GZA Statement on the Prawer Plan |
Nov. 14, 2013
It has long been the position of the Green Zionist Alliance that land disputes between the Bedouin, KKL-JNF and the state of Israel — just as in land disputes between Palestinians and Israel — should be resolved through a negotiated settlement of the involved parties, or through court decision, and not through unilateral actions. That remains our position now, as this month the Knesset debates the Law for the Regulation of Bedouin Settlement in the Negev, otherwise known simply as the Prawer Plan.
The Prawer Plan — also known as the Prawer-Begin Plan, after Ehud Prawer, whose committee generated it, and Benny Begin, who has been tasked by Prime Minister Benjamin Netanyahu with implementing it — is supposed to address a very real problem: Tens of thousands of Bedouin live in unrecognized villages without public services such as garbage collection or connection to the electric grid. The Prawer Plan would relocate them to government-recognized Bedouin towns and compensate them up to NIS 8 billion (U.S. $2.4 billion) — or about $32,000 to $47,000 per person, on average, depending upon the exact number of people who will be affected. But it also would uproot families and disconnect them from their homesteads while potentially burdening Bedouin towns that already are among the poorest municipalities in Israel proper.
Regardless of whether or not Israel has the legal authority to proceed with the Prawer Plan, its implementation would run afoul of Jewish values, since as Jews we have an obligation to care for the most disadvantaged among us. Additionally, failure to reach a resolution via negotiation or court decision may further extend the debate over proper sovereignty from lands outside the Green Line to lands inside it. Dealing unjustly with the Bedouin may threaten the validity of Israel as a Jewish and democratic state within its pre-’67 borders.

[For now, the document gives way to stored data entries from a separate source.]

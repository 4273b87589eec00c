//! Readers for the loosely shaped JSON the gateway returns. Each lookup tries a
//! fixed list of locations in order and takes the first usable value.

use std::collections::HashMap;

use serde_json::Value;

/// A string that is not blank, or a number rendered as a string.
pub fn value_as_id(value: &Value) -> Option<String> {
    match value {
        Value::String(s) => {
            let s = s.trim();
            (!s.is_empty()).then(|| s.to_string())
        }
        Value::Number(n) => Some(n.to_string()),
        _ => None,
    }
}

fn first_id(root: &Value, paths: &[&[&str]]) -> Option<String> {
    paths.iter().find_map(|path| {
        path.iter()
            .try_fold(root, |node, key| node.get(key))
            .and_then(value_as_id)
    })
}

/// Preference id of a create-preference response: `id`, `body.id`, `response.id`.
pub fn preference_id_from_response(response: &Value) -> Option<String> {
    first_id(response, &[&["id"], &["body", "id"], &["response", "id"]])
}

/// Redirect URL of a create-preference response: `init_point`, `body.init_point`,
/// `response.init_point`, then the sandbox URL. In sandbox mode the sandbox URL
/// is tried first.
pub fn redirect_url_from_response(response: &Value, sandbox: bool) -> Option<String> {
    let sandbox_paths: [&[&str]; 3] = [
        &["sandbox_init_point"],
        &["body", "sandbox_init_point"],
        &["response", "sandbox_init_point"],
    ];
    let live_paths: [&[&str]; 3] = [
        &["init_point"],
        &["body", "init_point"],
        &["response", "init_point"],
    ];

    if sandbox {
        first_id(response, &sandbox_paths).or_else(|| first_id(response, &live_paths))
    } else {
        first_id(response, &live_paths).or_else(|| first_id(response, &sandbox_paths))
    }
}

/// Charge id of a webhook delivery: `query["data.id"]`, `body.data.id`, `body.id`.
pub fn charge_id_from_notification(query: &HashMap<String, String>, body: &Value) -> Option<String> {
    query
        .get("data.id")
        .map(|id| id.trim())
        .filter(|id| !id.is_empty())
        .map(str::to_string)
        .or_else(|| first_id(body, &[&["data", "id"], &["id"]]))
}

/// Notification topic, for logging only.
pub fn topic_from_notification(query: &HashMap<String, String>, body: &Value) -> Option<String> {
    query
        .get("topic")
        .or_else(|| query.get("type"))
        .cloned()
        .or_else(|| body.get("type").and_then(Value::as_str).map(str::to_string))
}

/// The fields of a gateway charge that reconciliation reads.
#[derive(Debug, Clone, Default, PartialEq, Eq)]
pub struct GatewayCharge {
    pub id: Option<String>,
    pub status: Option<String>,
    pub preference_id: Option<String>,
    pub payer_email: Option<String>,
}

impl GatewayCharge {
    /// Preference id is read from `preference_id`, `order.id`, `metadata.preference_id`.
    pub fn from_value(charge: &Value) -> Self {
        Self {
            id: charge.get("id").and_then(value_as_id),
            status: charge
                .get("status")
                .and_then(Value::as_str)
                .map(str::trim)
                .filter(|status| !status.is_empty())
                .map(str::to_string),
            preference_id: first_id(
                charge,
                &[&["preference_id"], &["order", "id"], &["metadata", "preference_id"]],
            ),
            payer_email: charge
                .get("payer")
                .and_then(|payer| payer.get("email"))
                .and_then(Value::as_str)
                .map(|email| email.trim().to_lowercase())
                .filter(|email| !email.is_empty()),
        }
    }
}

#[cfg(test)]
mod tests {
    use serde_json::json;

    use super::*;

    #[test]
    fn preference_id_falls_back_through_wrappers() {
        assert_eq!(preference_id_from_response(&json!({"id": "p-1"})), Some("p-1".into()));
        assert_eq!(
            preference_id_from_response(&json!({"body": {"id": "p-2"}})),
            Some("p-2".into())
        );
        assert_eq!(
            preference_id_from_response(&json!({"id": "", "response": {"id": "p-3"}})),
            Some("p-3".into())
        );
        assert_eq!(preference_id_from_response(&json!({"other": 1})), None);
    }

    #[test]
    fn redirect_prefers_live_url_outside_sandbox() {
        let response = json!({
            "init_point": "https://live.example/checkout",
            "sandbox_init_point": "https://sandbox.example/checkout"
        });

        assert_eq!(
            redirect_url_from_response(&response, false).as_deref(),
            Some("https://live.example/checkout")
        );
        assert_eq!(
            redirect_url_from_response(&response, true).as_deref(),
            Some("https://sandbox.example/checkout")
        );
    }

    #[test]
    fn redirect_uses_sandbox_url_when_it_is_the_only_one() {
        let response = json!({"body": {"sandbox_init_point": "https://sandbox.example/c"}});
        assert_eq!(
            redirect_url_from_response(&response, false).as_deref(),
            Some("https://sandbox.example/c")
        );
    }

    #[test]
    fn charge_id_prefers_query_then_body() {
        let mut query = HashMap::new();
        query.insert("data.id".to_string(), "111".to_string());
        let body = json!({"data": {"id": "222"}, "id": 333});

        assert_eq!(charge_id_from_notification(&query, &body), Some("111".into()));
        assert_eq!(charge_id_from_notification(&HashMap::new(), &body), Some("222".into()));
        assert_eq!(
            charge_id_from_notification(&HashMap::new(), &json!({"id": 333})),
            Some("333".into())
        );
    }

    #[test]
    fn charge_id_is_absent_for_malformed_payloads() {
        let empty = HashMap::new();
        for body in [
            Value::Null,
            json!({}),
            json!({"data": {"id": null}}),
            json!({"data": "x"}),
            json!({"id": {"nested": true}}),
            json!([1, 2, 3]),
        ] {
            assert_eq!(charge_id_from_notification(&empty, &body), None, "{body}");
        }
    }

    #[test]
    fn charge_reads_preference_id_fallbacks() {
        let charge = GatewayCharge::from_value(&json!({
            "id": 987,
            "status": "approved",
            "order": {"id": 55},
            "metadata": {"preference_id": "meta-pref"},
            "payer": {"email": " Buyer@Mail.COM "}
        }));

        assert_eq!(charge.id.as_deref(), Some("987"));
        assert_eq!(charge.status.as_deref(), Some("approved"));
        assert_eq!(charge.preference_id.as_deref(), Some("55"));
        assert_eq!(charge.payer_email.as_deref(), Some("buyer@mail.com"));

        let charge = GatewayCharge::from_value(&json!({
            "metadata": {"preference_id": "meta-pref"}
        }));
        assert_eq!(charge.preference_id.as_deref(), Some("meta-pref"));
    }

    #[test]
    fn topic_comes_from_query_or_body() {
        let mut query = HashMap::new();
        query.insert("type".to_string(), "payment".to_string());
        assert_eq!(topic_from_notification(&query, &Value::Null), Some("payment".into()));
        assert_eq!(
            topic_from_notification(&HashMap::new(), &json!({"type": "merchant_order"})),
            Some("merchant_order".into())
        );
    }
}
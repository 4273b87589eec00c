pub mod metrics_intervals;
pub mod order_payment_statuses;
pub mod payment_providers;
pub mod payment_statuses;
pub mod roles;
pub mod sale_statuses;
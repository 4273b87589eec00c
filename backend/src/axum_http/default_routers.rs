use axum::{http::StatusCode, response::IntoResponse};
use tracing::info;

use super::error_responses::{ApiResponse, error_envelope};

pub async fn not_found() -> impl IntoResponse {
    info!("backend router: not_found handler invoked");
    error_envelope(StatusCode::NOT_FOUND, "Not found")
}

pub async fn health_check() -> impl IntoResponse {
    ApiResponse::ok("OK")
}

Formally recognizing the villages, though, is also problematic, as doing so would solidify and extend development and sprawl that risks overrunning the last great open spaces of the Negev. Such open spaces are essential not just for their own sake, but also as places of recreation and respite for the Negev’s citizens, Bedouin and Jew alike. Afforestation helps stave off further desertification as well.
Two years ago, in the case of the unrecognized village of al-Araqib, we said that planting forests shouldn't mean destroying homes, although forests may be the best use of the land. While people shouldn’t be forcibly evicted from their homes to plant trees in their stead, a non-negotiable stance that the unrecognized villages must remain may not be in the best interest of all either, including the majority of Bedouin.
Therefore, if people leave their unrecognized villages for towns, it is doubly important that the land be preserved as open space and not simply replaced with Jewish communities as part of a larger plan to settle more Jews in the Negev. Unfortunately, however, Netanyahu’s government seems to already be planning the latter: In a special Nov. 10 meeting held at Kibbutz Sde Boker, the cabinet approved construction of a new Jewish town on the site of two unrecognized Bedouin villages, Atir and Umm al-Hiran.
The government should treat all its citizens, including the Bedouin, equally, and the Bedouin should have the same rights as Jews do to live in small villages, although either way, the growing degree of poor planning in Negev land use is disconcerting.
It is also disappointing to see progressive voices spending their limited energies quarreling publicly among each other with hysteric rhetoric. Indeed, the debate needs a large dose of civility. The government recognizes rightly that the status quo is untenable, but the best path forward is not simple, and is not unilateral as the Prawer Plan is. We call on progressive voices to unite to push the parties to negotiate a peaceful solution that’s fair to all involved as well as to the shared environment in which all Israelis, including the Bedouin, live.
We can plan environmentally friendly communities without disenfranchisement, and we can help build an Israel as Herzl envisioned it: A place where all of its citizens — regardless of their religion, ethnicity or economic class — are treated fairly.